The flavoprotein EpiD catalyzes the COOH-terminal oxidative decarboxylation of the lantibiotic precursor peptide EpiA. Variations of the COOH-terminal heptapeptide S1FNSYCC7 of EpiA were used for determining the substrate specificty of EpiD. When Cys7 was replaced by serine, cysteine-amide, homocysteine, or a thioether amino acid residue, no reaction with EpiD was observed. Heptapeptide libraries with one variable amino acid residue at positions 1-7 of the peptide substrate S1FNSYCC7 were incubated with EpiD, and the reaction products were identified by neutral loss mass spectromtery. When the penultimate cysteine residue Cys6 of the substrate peptide was replaced with Ser, Thr, Ala, or Val, the reaction still occurred.

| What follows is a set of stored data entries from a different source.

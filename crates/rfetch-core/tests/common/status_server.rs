//! Minimal HTTP/1.1 server that answers GETs from a scripted status list.
//!
//! Request N (0-based) gets `statuses[N]`, or the last entry once the list
//! runs out. A 200 carries the configured body; any other status carries a
//! short text body. Every response closes the connection.

use std::io::{Read, Write};
use std::net::TcpListener;
use std::sync::atomic::{AtomicUsize, Ordering};
use std::sync::Arc;
use std::thread;

pub struct StatusServer {
    pub url: String,
    hits: Arc<AtomicUsize>,
}

impl StatusServer {
    /// Number of requests served so far.
    pub fn hits(&self) -> usize {
        self.hits.load(Ordering::SeqCst)
    }
}

/// Starts a server in a background thread. It runs until the process exits.
pub fn start(statuses: Vec<u16>, body: Vec<u8>) -> StatusServer {
    assert!(!statuses.is_empty(), "need at least one status");
    let listener = TcpListener::bind("127.0.0.1:0").expect("bind");
    let port = listener.local_addr().unwrap().port();
    let hits = Arc::new(AtomicUsize::new(0));
    let hits_srv = Arc::clone(&hits);
    let statuses = Arc::new(statuses);
    let body = Arc::new(body);
    thread::spawn(move || {
        for stream in listener.incoming().flatten() {
            let n = hits_srv.fetch_add(1, Ordering::SeqCst);
            let status = statuses[n.min(statuses.len() - 1)];
            let body = Arc::clone(&body);
            thread::spawn(move || handle(stream, status, &body));
        }
    });
    StatusServer {
        url: format!("http://127.0.0.1:{}/file.bin", port),
        hits,
    }
}

/// A URL on a port with nothing listening (connection refused).
pub fn closed_port_url() -> String {
    let listener = TcpListener::bind("127.0.0.1:0").expect("bind");
    let port = listener.local_addr().unwrap().port();
    drop(listener);
    format!("http://127.0.0.1:{}/", port)
}

fn handle(mut stream: std::net::TcpStream, status: u16, body: &[u8]) {
    let _ = stream.set_read_timeout(Some(std::time::Duration::from_secs(2)));
    let _ = stream.set_write_timeout(Some(std::time::Duration::from_secs(5)));
    let mut buf = [0u8; 8192];
    match stream.read(&mut buf) {
        Ok(0) | Err(_) => return,
        Ok(_) => {}
    }
    let error_body = format!("status {}\n", status).into_bytes();
    let payload: &[u8] = if status == 200 { body } else { &error_body };
    let location = if (300..400).contains(&status) {
        "Location: /elsewhere\r\n"
    } else {
        ""
    };
    let response = format!(
        "HTTP/1.1 {} {}\r\nContent-Length: {}\r\n{}Connection: close\r\n\r\n",
        status,
        reason(status),
        payload.len(),
        location
    );
    let _ = stream.write_all(response.as_bytes());
    let _ = stream.write_all(payload);
}

fn reason(status: u16) -> &'static str {
    match status {
        200 => "OK",
        301 => "Moved Permanently",
        404 => "Not Found",
        500 => "Internal Server Error",
        502 => "Bad Gateway",
        503 => "Service Unavailable",
        _ => "Status",
    }
}
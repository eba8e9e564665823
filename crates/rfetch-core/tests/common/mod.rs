#![allow(dead_code)]

pub mod connect_proxy;
pub mod scripted;
pub mod status_server;
//! CLI command handlers, one per file.

mod completions;
mod config;
mod get;

pub use completions::run_completions;
pub use config::run_config;
pub use get::run_get;
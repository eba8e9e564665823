//! Callback-style entry point with an exactly-once completion guard.

use super::{FetchError, Outcome, RetriableFetch, Timer};
use crate::retry::RetryConfig;
use crate::transport::Transport;
use std::sync::Arc;
use thiserror::Error;
use tokio::runtime::Handle;
use tokio::task::{JoinError, JoinHandle};
use tokio_util::sync::CancellationToken;

type Callback = Box<dyn FnOnce(Outcome) + Send + 'static>;

/// One-shot holder for the completion callback.
///
/// `complete` consumes the guard. If the guard is dropped without completing
/// (task aborted, runtime shut down, panic in the transport) the callback
/// still runs, with `FetchError::Cancelled`.
pub(crate) struct Completion {
    callback: Option<Callback>,
}

impl Completion {
    pub(crate) fn new<F>(on_complete: F) -> Self
    where
        F: FnOnce(Outcome) + Send + 'static,
    {
        Self {
            callback: Some(Box::new(on_complete)),
        }
    }

    pub(crate) fn complete(mut self, outcome: Outcome) {
        if let Some(cb) = self.callback.take() {
            cb(outcome);
        }
    }
}

impl Drop for Completion {
    fn drop(&mut self) {
        if let Some(cb) = self.callback.take() {
            tracing::debug!("fetch dropped before completing; reporting cancellation");
            cb(Err(FetchError::Cancelled));
        }
    }
}

/// A fetch was started outside a tokio runtime. The callback was dropped
/// without being called.
#[derive(Debug, Error)]
#[error("retriable fetch must be started from within a tokio runtime")]
pub struct NoRuntime;

/// Handle to a spawned fetch. Dropping it detaches the fetch; it still
/// runs to completion and still calls back.
#[derive(Debug)]
pub struct FetchHandle {
    cancel: CancellationToken,
    task: JoinHandle<()>,
}

impl FetchHandle {
    /// Stop issuing attempts. The callback fires with `Cancelled` unless the
    /// fetch already reached a terminal outcome.
    pub fn cancel(&self) {
        self.cancel.cancel();
    }

    /// Token that cancels this fetch, e.g. to tie it to a parent operation.
    pub fn cancellation_token(&self) -> CancellationToken {
        self.cancel.clone()
    }

    pub fn is_finished(&self) -> bool {
        self.task.is_finished()
    }

    /// Wait until the callback has run.
    pub async fn join(self) -> Result<(), JoinError> {
        self.task.await
    }
}

impl<T, S> RetriableFetch<T, S>
where
    T: Transport + 'static,
    S: Timer + 'static,
{
    /// Run the fetch on the tokio runtime and report through `on_complete`.
    ///
    /// The callback runs on a runtime task, never inside this call, and
    /// exactly once. Without a current runtime nothing is started and the
    /// callback is never called.
    pub fn spawn<F>(
        self: Arc<Self>,
        url: impl Into<String>,
        on_complete: F,
    ) -> Result<FetchHandle, NoRuntime>
    where
        F: FnOnce(Outcome) + Send + 'static,
    {
        let runtime = Handle::try_current().map_err(|_| NoRuntime)?;
        let url = url.into();
        let cancel = CancellationToken::new();
        let token = cancel.clone();
        let completion = Completion::new(on_complete);
        let task = runtime.spawn(async move {
            let outcome = self.fetch(&url, &token).await;
            completion.complete(outcome);
        });
        Ok(FetchHandle { cancel, task })
    }
}

/// Fetch `url` through `transport` with `config`, calling `on_complete`
/// exactly once with the outcome. Fails with `NoRuntime` outside a tokio
/// runtime.
pub fn retriable_fetch<T, F>(
    transport: T,
    url: impl Into<String>,
    config: RetryConfig,
    on_complete: F,
) -> Result<FetchHandle, NoRuntime>
where
    T: Transport + 'static,
    F: FnOnce(Outcome) + Send + 'static,
{
    Arc::new(RetriableFetch::new(transport, config)).spawn(url, on_complete)
}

Tyr5 could be replaced with other hydrophobic amino acid residues. Mass spectrometry was used to compare the kinetics of the reaction of EpiD with various peptides. Peptide sequencing of the reaction products was preformed by tandem mass spectromtery, confirming that the last cysteine residue was modified. The removal of the acid COOH-terminal carboxyl group was confirmed by determination of the isoelectric points of the reaction products. To study the interaction between EpiA and EpiD, EpiA was coupled to N-hydroxysuccinimide-activated Sepharose HiTrap material; EpiD was only retarded under reducing conditions.